Lord Foster rebuilt the Reichstag as a new German Parliament in Berlin and designed a contemporary Great Court for the British Museum. He linked St. Paul's Cathedral to the Tate Modern with the Millennium Bridge, a steel footbridge across the Thames. He designed the Hearst Corporation Building in Manhattan, at 57th Street and Eighth Avenue.

He was born in Manchester, England, in 1935. Among his firm’s many other projects are London’s City Hall, the Bilbao Metro in Spain, the Canary Wharf Underground Station in London and the renovated courtyard of the Smithsonian American Art Museum and National Portrait Gallery in Washington.

In the 1970s, Lord Foster was one of the most visible practitioners of high-tech architecture that fetishized machine culture.
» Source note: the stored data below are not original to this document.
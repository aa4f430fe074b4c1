//! # Grammar - The Frame Stack
//!
//! The document is parsed by a single loop over an explicit stack of
//! [`Frame`]s. The top frame owns control: it consumes some input and either
//! continues, pushes a child frame, or asks to be popped.
//!
//! ```text
//! <ul>@foreach (var i in items) { <li>@i</li> }</ul>
//! ^ Markup(Document)
//!      ^ Code(Statement)          ^ Markup(Element)
//!                                 (implicit expressions parse flat)
//! ```
//!
//! Frames replace language-level recursion, so element nesting and
//! markup/code ping-pong are bounded by heap, not by the call stack:
//!
//! - [`markup`]: markup content up to the frame's end condition (end of input,
//!   close of a re-entered root element, `</text>`, end of line, or the `}` of
//!   a section body). Each frame keeps its own open-element stack.
//! - [`code`]: a `{ ... }` block or control statement, measured by the
//!   embedded-code parser and interrupted by markup re-entry points.
//!
//! Constructs that cannot contain markup (expressions, comments, single-line
//! directives, end tags) parse flat without a frame.

mod code;
mod markup;

use crate::parser::Parser;
use crate::syntax_kind::SyntaxKind;

use code::{CodeFrame, SectionFrame};
use markup::MarkupFrame;

/// Consecutive iterations allowed without the cursor moving.
const STALL_LIMIT: u32 = 32;

enum Frame {
    Markup(MarkupFrame),
    Code(CodeFrame),
    /// A markup-block directive waiting for its closing `}`.
    Section(SectionFrame),
}

impl Frame {
    fn name(&self) -> &'static str {
        match self {
            Frame::Markup(_) => "markup",
            Frame::Code(_) => "code",
            Frame::Section(_) => "section",
        }
    }
}

enum Step {
    Continue,
    Push(Frame),
    Pop,
}

/// Parse the whole document.
pub(crate) fn root(p: &mut Parser<'_>) {
    let doc = p.start();
    let mut stack = vec![Frame::Markup(MarkupFrame::document())];
    let mut last_pos = p.pos();
    let mut stalls = 0;

    while let Some(frame) = stack.last_mut() {
        let step = match frame {
            Frame::Markup(f) => markup::step(p, f),
            Frame::Code(f) => code::step(p, f),
            Frame::Section(f) => code::section_step(p, f),
        };
        match step {
            Step::Continue => {}
            Step::Push(frame) => {
                log::trace!("push {} frame at {}", frame.name(), p.pos());
                stack.push(frame);
            }
            Step::Pop => {
                if let Some(frame) = stack.pop() {
                    log::trace!("pop {} frame at {}", frame.name(), p.pos());
                    close(p, frame);
                }
            }
        }

        if p.pos() != last_pos || p.at_end() {
            last_pos = p.pos();
            stalls = 0;
        } else {
            stalls += 1;
            if stalls > STALL_LIMIT {
                log::warn!(
                    "no progress at offset {} after {} steps; treating one character as text",
                    p.pos(),
                    stalls
                );
                p.bump_char_text();
                stalls = 0;
            }
        }
    }

    if p.source().is_empty() {
        p.bump_bytes(0, SyntaxKind::TEXT);
    }
    doc.complete(p, SyntaxKind::DOCUMENT);
}

fn close(p: &mut Parser<'_>, frame: Frame) {
    match frame {
        Frame::Markup(f) => markup::close(p, f),
        Frame::Code(f) => code::close(p, f),
        Frame::Section(f) => code::close_section(p, f),
    }
}

fn is_ident_start(c: char) -> bool {
    c == '_' || c.is_alphabetic()
}

fn is_ident_continue(c: char) -> bool {
    c == '_' || c.is_alphanumeric()
}

/// ASCII whitespace the lexer emits as `WHITESPACE` or `NEWLINE`.
fn is_trivia(c: char) -> bool {
    matches!(c, ' ' | '\t' | '\r' | '\n')
}

fn is_space(c: char) -> bool {
    matches!(c, ' ' | '\t')
}

/// Bump `len` bytes of trivia as `WHITESPACE`/`NEWLINE` tokens.
fn bump_trivia(p: &mut Parser<'_>, len: usize) {
    let end = p.pos() + len;
    while p.pos() < end && !p.at_end() {
        p.bump();
    }
}
/// Scan an attribute value. Returns the value if it is still open.
fn attribute_value(p: &mut Parser<'_>, value: OpenValue) -> (Step, Option<OpenValue>) {
    let Some(c) = p.current_char() else {
        if value.quote.is_some() {
            p.error_from(DiagnosticKind::UnterminatedAttributeValue, value.start);
        }
        value.close(p);
        return (Step::Continue, None);
    };

    match value.quote {
        Some(q) if c == q as char => {
            p.bump();
            value.close(p);
            return (Step::Continue, None);
        }
        None if is_trivia(c) || c == '>' => {
            value.close(p);
            return (Step::Continue, None);
        }
        _ => {}
    }

    if c == '@' {
        let step = value_transition(p);
        return (step, Some(value));
    }

    let len = p.len_while(|c| match value.quote {
        Some(q) => c != q as char && c != '@',
        None => !(is_trivia(c) || c == '>' || c == '@'),
    });
    p.bump_text(len);
    (Step::Continue, Some(value))
}

/// `@` inside an attribute value. It only switches to code when followed by
/// something that can start code; otherwise it is literal.
fn value_transition(p: &mut Parser<'_>) -> Step {
    if escape_or_literal(p) {
        return Step::Continue;
    }
    match p.rest()[1..].chars().next() {
        Some('*') => {
            template_comment(p);
            Step::Continue
        }
        Some(c) if is_ident_start(c) || c == '(' || c == '{' => {
            p.bump();
            match code::after_transition(p, true) {
                Some(frame) => Step::Push(frame),
                None => Step::Continue,
            }
        }
        _ => {
            p.bump_text(1);
            Step::Continue
        }
    }
}

/// Complete a start tag and open its element. `terminated` is false when the
/// tag ran into the next tag or the end of input.
fn finish_start_tag(p: &mut Parser<'_>, f: &mut MarkupFrame, tag: OpenTag, terminated: bool) {
    let OpenTag {
        name,
        start,
        element,
        tag,
        value,
    } = tag;
    if let Some(value) = value {
        value.close(p);
    }
    tag.complete(p, TAG_OPEN);
    if VOID_ELEMENTS.iter().any(|v| v.eq_ignore_ascii_case(&name)) {
        element.complete(p, ELEMENT);
        return;
    }
    let open = range(start, p.pos());
    if terminated && p.context().is_raw_text_element(&name) {
        raw_text(p, &name);
    }
    f.elements.push(OpenElement {
        name,
        marker: element,
        open,
    });
}

/// Body of a raw-text element, up to the case-insensitive `</name`.
fn raw_text(p: &mut Parser<'_>, name: &str) {
    let needle = format!("</{name}");
    let rest = p.rest().as_bytes();
    let len = rest
        .windows(needle.len())
        .position(|w| w.eq_ignore_ascii_case(needle.as_bytes()))
        .unwrap_or(rest.len());
    if len > 0 {
        p.bump_bytes(len, TEXT);
    }
}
His triumphant 1986 Hong Kong and Shanghai bank building, conceived as a kit-of-parts plugged into a towering steel frame, was capitalism's answer to the populist Pompidou Center in Paris.

Nicolai Ouroussoff, The Times’s architecture critic, has written that although Lord Foster’s work has become sleeker and more predictable in recent years, his forms are always driven by an internal structural logic, and they treat their surroundings with a refreshing bluntness.

Awarded the Prince of Asturias of the Arts 2009.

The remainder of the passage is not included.